I was all ready to try and press to find out what had happened and fully ready to get what I wanted when she pulled me close and held me tight. She was apologizing to me and telling me she never ever wanted me to be so scared or worried. "There are things kids should never have to see." She told me, "Watching your mom laying on the floor... I'm sorry Ben I really really am." She continued to tell me that more than anything she didn't want to see me hurt. I had been unable to bring up the subject or argument after that and in a few more minutes Dad suggested we leave and let her rest.
It seemed like no time at all before I was leaning against the doorway of my bedroom seeing two textbooks set out on my desk along with a small stack of papers. I would have missed the little butterfly card that said 'Here's your homework' if I hadn't stepped closer to see what exactly would be required. I dropped the card in the top drawer and closed it about the same time my Dad entered with a pitcher and a tall glass.
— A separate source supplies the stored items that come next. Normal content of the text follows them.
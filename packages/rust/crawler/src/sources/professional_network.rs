//! Professional-network company profile.

use std::sync::{Arc, LazyLock};

use async_trait::async_trait;
use scraper::{Html, Selector};
use serde::Serialize;
use tracing::{debug, instrument};

use firmscope_shared::{CompanyQuery, SourceName, SourceResult};

use super::{SearchEngine, SourceFetcher};
use crate::client::Transport;
use crate::text::{element_text, select_text};

static DESCRIPTION: LazyLock<Selector> =
    LazyLock::new(|| Selector::parse("div.about-us__description").expect("static selector"));
static EMPLOYEES: LazyLock<Selector> = LazyLock::new(|| {
    Selector::parse(r#"[data-test-id="about-us__employee-count"]"#).expect("static selector")
});
static INDUSTRY: LazyLock<Selector> =
    LazyLock::new(|| Selector::parse("li.about-us__industry").expect("static selector"));

#[derive(Debug, Default, Serialize)]
struct NetworkProfile {
    url: String,
    description: String,
    employees: String,
    industries: String,
}

impl NetworkProfile {
    /// Nothing but the URL was found on the page.
    fn is_empty(&self) -> bool {
        self.description.is_empty() && self.employees.is_empty() && self.industries.is_empty()
    }
}

fn parse_profile(url: &str, html: &str) -> NetworkProfile {
    let doc = Html::parse_document(html);
    NetworkProfile {
        url: url.to_string(),
        description: select_text(&doc, &DESCRIPTION).unwrap_or_default(),
        employees: select_text(&doc, &EMPLOYEES).unwrap_or_default(),
        industries: doc
            .select(&INDUSTRY)
            .map(element_text)
            .filter(|s| !s.is_empty())
            .collect::<Vec<_>>()
            .join(", "),
    }
}

/// Looks the company up on the professional network.
#[derive(Debug, Clone)]
pub struct ProfessionalNetworkFetcher {
    engine: SearchEngine,
    transport: Arc<Transport>,
    site: String,
    marker: String,
}

impl ProfessionalNetworkFetcher {
    /// `marker` is the path prefix identifying a company profile, e.g.
    /// `linkedin.com/company/`.
    pub fn new(engine: SearchEngine, transport: Arc<Transport>, domain: &str, marker: &str) -> Self {
        let site = if marker.is_empty() { domain } else { marker.trim_end_matches('/') };
        Self {
            engine,
            transport,
            site: site.to_string(),
            marker: marker.to_string(),
        }
    }
}

#[async_trait]
impl SourceFetcher for ProfessionalNetworkFetcher {
    fn name(&self) -> SourceName {
        SourceName::ProfessionalNetwork
    }

    #[instrument(skip_all, fields(company = %query.name, source = "professional-network"))]
    async fn fetch(&self, query: &CompanyQuery) -> SourceResult {
        let terms = format!("{} site:{}", query.search_terms(), self.site);
        let Some(url) = self.engine.find_profile(&terms, &self.marker).await else {
            debug!("no profile found");
            return SourceResult::Absent;
        };
        let Some(body) = self.transport.fetch_text(&url).await else {
            return SourceResult::Absent;
        };
        let profile = parse_profile(&url, &body);
        if profile.is_empty() {
            debug!(url = %url, "profile page had no recognizable fields");
            return SourceResult::Absent;
        }
        SourceResult::structured(&profile)
    }
}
Groaning I slowly sat down in the chair while he simply said, "Doctors orders. Although you may be in for a treat." Looking into the glass he was filling I could see red not the clear liquid. I reached out and drained the glass in one go. Cool, fruity and only just a touch of sugar. Certainly not as sweet as I would have made it but way better than the glass after glass of water I have been forced to drink yesterday and today. "Take it easy," he told me, "if you want you can watch television in the living room or relax but I don't want you going outside." He refilled the glass and set the pitcher on my desk far enough that it wouldn't endanger any of the papers I had to do. "You don't have to go back until Wednesday, but you do have to finish the week and next two weeks are testing weeks. I was told if you miss any more days you might have to restart the tier." I looked at him shocked there was no way anyone wanted to fail a tier. I was always brought up to believe you either started a specialized school at sixteen or got a job anything less looked really bad later in life. I had plans on a job since I really wasn't sure what kind of career I wanted. "Although," my father stated almost seeming to snicker, "if you really wanted to be in the same tier as Shelly there are easier ways to do it."
"DAD!!" It was a joke that had us both grinning something that felt really good as he reached out and ruffled my ears to my mock frown. I took several more sips of fruit juice before I set the cup down and began really checking on how much work was involved at my desk.